But Media Molecule doesn’t seem to think it’s crap. In among the obvious pride, there’s also a weird twist of the lottery winner’s confusion visible at times, as if the team are slightly surprised by what they’ve created. As well they might be: although it’s drawn in a modest childhood manner, this is a game that could actually outshine Spore when it comes to ambitions. Will Wright’s opus may be about science, but this is a full-blown physics playground where you can design motors and even construct, as one team member has done, a rudimentary mechanical computer.

But that makes things sound dry and worthy, and from what we’ve already played LBP has the potential to be fun at its most entertainingly idiotic. Full of endless goals and effortless creativity, this could be that special game that finally demonstrates that control and freedom don’t always have to be at odds.

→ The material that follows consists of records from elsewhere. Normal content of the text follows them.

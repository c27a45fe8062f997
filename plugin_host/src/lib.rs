//! # Plugin Host
//!
//! The composition root: named extension points, explicit callback
//! registration, and the footer image plugin wiring.
//!
//! ## Philosophy
//!
//! - **No ambient registry**: Callbacks are registered on an owned
//!   `ExtensionPoints` object, never on global mutable state
//! - **Named, ordered dispatch**: Filters run in registration order under
//!   unique names; duplicate names are rejected
//! - **Inspectable**: Every dispatch is recorded as a structured log entry
//!   with bounded history
//!
//! ## Example
//!
//! ```
//! use content_types::PostId;
//! use plugin_host::{ExtensionPoints, FooterImagePlugin};
//! use post_meta::MetaStore;
//!
//! let mut points = ExtensionPoints::new();
//! let plugin = FooterImagePlugin::new(Default::default());
//! plugin.register(&mut points).unwrap();
//!
//! let store = MetaStore::new();
//! let rendered = points.apply_content_filters("<p>Hi</p>", PostId::new(), true, &store);
//! assert_eq!(rendered, "<p>Hi</p>");
//! ```

pub mod extension_points;
pub mod log;
pub mod plugin;

pub use extension_points::{ContentFilterFn, ExtensionPoints, HostError, SaveActionFn};
pub use log::{DispatchEntry, DispatchLevel, DispatchLog};
pub use plugin::FooterImagePlugin;
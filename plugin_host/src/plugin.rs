//! Footer image plugin wiring
//!
//! The plugin's bootstrap object: constructs the renderer and save-handler
//! callbacks and registers them on the host's extension points under the
//! plugin's names.

use content_render::append_footer_image;
use footer_widget::{FooterImageWidget, WidgetConfig};
use save_handler::save_post_fields;

use crate::extension_points::{ExtensionPoints, HostError};

/// The footer image plugin
///
/// Holds the plugin identity and widget configuration; `register` wires
/// the rendering and saving callbacks into a host registry.
#[derive(Debug, Clone, Default, PartialEq, Eq)]
pub struct FooterImagePlugin {
    config: WidgetConfig,
}

impl FooterImagePlugin {
    /// Plugin identifier; prefixes every registered callback name
    pub const NAME: &'static str = "footer-image";

    /// Plugin version
    pub const VERSION: &'static str = "0.2.0";

    /// Name of the content filter callback
    pub const RENDER_CALLBACK: &'static str = "footer-image.render";

    /// Name of the save action callback
    pub const SAVE_CALLBACK: &'static str = "footer-image.save";

    /// Creates the plugin with the given widget configuration
    pub fn new(config: WidgetConfig) -> Self {
        Self { config }
    }

    /// Registers the plugin's callbacks on the host's extension points
    ///
    /// The content filter reads the saved footer image for the displayed
    /// post and appends the fragment on single-post views; the save action
    /// persists submitted fields through the save handler.
    pub fn register(&self, points: &mut ExtensionPoints) -> Result<(), HostError> {
        points.register_content_filter(
            Self::RENDER_CALLBACK,
            Box::new(|content, post_id, is_single, store| {
                let image = store.footer_image(post_id);
                append_footer_image(content, &image, is_single)
            }),
        )?;

        points.register_save_action(
            Self::SAVE_CALLBACK,
            Box::new(|store, post_id, request| save_post_fields(store, post_id, request)),
        )?;

        Ok(())
    }

    /// Creates an editor widget for one post-edit session
    pub fn widget(&self) -> FooterImageWidget {
        FooterImageWidget::new(self.config)
    }
}
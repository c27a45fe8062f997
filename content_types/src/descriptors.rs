//! Asset descriptors returned by the media picker
//!
//! The picker exposes two completion channels, each yielding a different
//! descriptor shape. The widget decides how descriptor fields map onto the
//! stored `title`/`alt` fields.

use serde::{Deserialize, Serialize};

/// Descriptor for a directly selected library asset
///
/// `caption` is carried even though the default widget mapping ignores it;
/// the corrected caption-to-alt mapping is opt-in at the widget layer.
#[derive(Debug, Clone, PartialEq, Eq, Serialize, Deserialize)]
pub struct AssetDescriptor {
    /// Asset URL
    pub url: String,
    /// Asset title
    pub title: String,
    /// Asset caption
    pub caption: String,
}

impl AssetDescriptor {
    /// Creates a new asset descriptor
    pub fn new(
        url: impl Into<String>,
        title: impl Into<String>,
        caption: impl Into<String>,
    ) -> Self {
        Self {
            url: url.into(),
            title: title.into(),
            caption: caption.into(),
        }
    }
}

/// Descriptor for a remotely embedded asset
#[derive(Debug, Clone, PartialEq, Eq, Serialize, Deserialize)]
pub struct EmbedDescriptor {
    /// Embedded asset URL
    pub url: String,
    /// Accessibility text supplied with the embed
    pub alt: String,
}

impl EmbedDescriptor {
    /// Creates a new embed descriptor
    pub fn new(url: impl Into<String>, alt: impl Into<String>) -> Self {
        Self {
            url: url.into(),
            alt: alt.into(),
        }
    }
}
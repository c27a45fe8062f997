//! # Content Renderer
//!
//! Appends the footer image fragment to rendered post content.
//!
//! The fragment layout is a compatibility contract: a wrapping block element
//! with identifier `footer-thumbnail` containing one image element whose
//! `src`, `alt`, and `title` attributes carry the stored values verbatim.
//! No escaping is applied beyond what the host templating guarantees, and
//! no other content transformation occurs.

use content_types::FooterImage;

/// Appends the footer image fragment to post content
///
/// Returns the content unchanged when the view is not a single-post view or
/// when no image is set (empty or whitespace-only `src`). Otherwise returns
/// the content with exactly one fragment appended.
pub fn append_footer_image(content: &str, image: &FooterImage, is_single: bool) -> String {
    if !is_single || !image.is_set() {
        return content.to_string();
    }

    let mut rendered = String::with_capacity(content.len() + 96);
    rendered.push_str(content);
    rendered.push_str(&footer_fragment(image));
    rendered
}

/// Builds the footer fragment for a set image
///
/// Attribute values are inserted verbatim; malformed URLs are rendered
/// as-is (deliberate permissiveness).
pub fn footer_fragment(image: &FooterImage) -> String {
    format!(
        "<div id=\"footer-thumbnail\"><img src=\"{}\" alt=\"{}\" title=\"{}\" /></div>",
        image.src, image.alt, image.title
    )
}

It’s a dangerous, unpredictable and ambitious experiment, then, but Media Molecule seems to have an answer for almost everything. The only time Healey and his team seem genuinely stumped is when we ask them how they’re labeling this type of game genre internally.

“We’ve struggled with describing the game,” admits Healey finally. “Different people do it their own way. For me, it’s a creative tool. Other people say it’s a game that you play and learn to make stuff.” He frowns and leans forward, and then, in four words, unintentionally sums everything up: “What do you think?”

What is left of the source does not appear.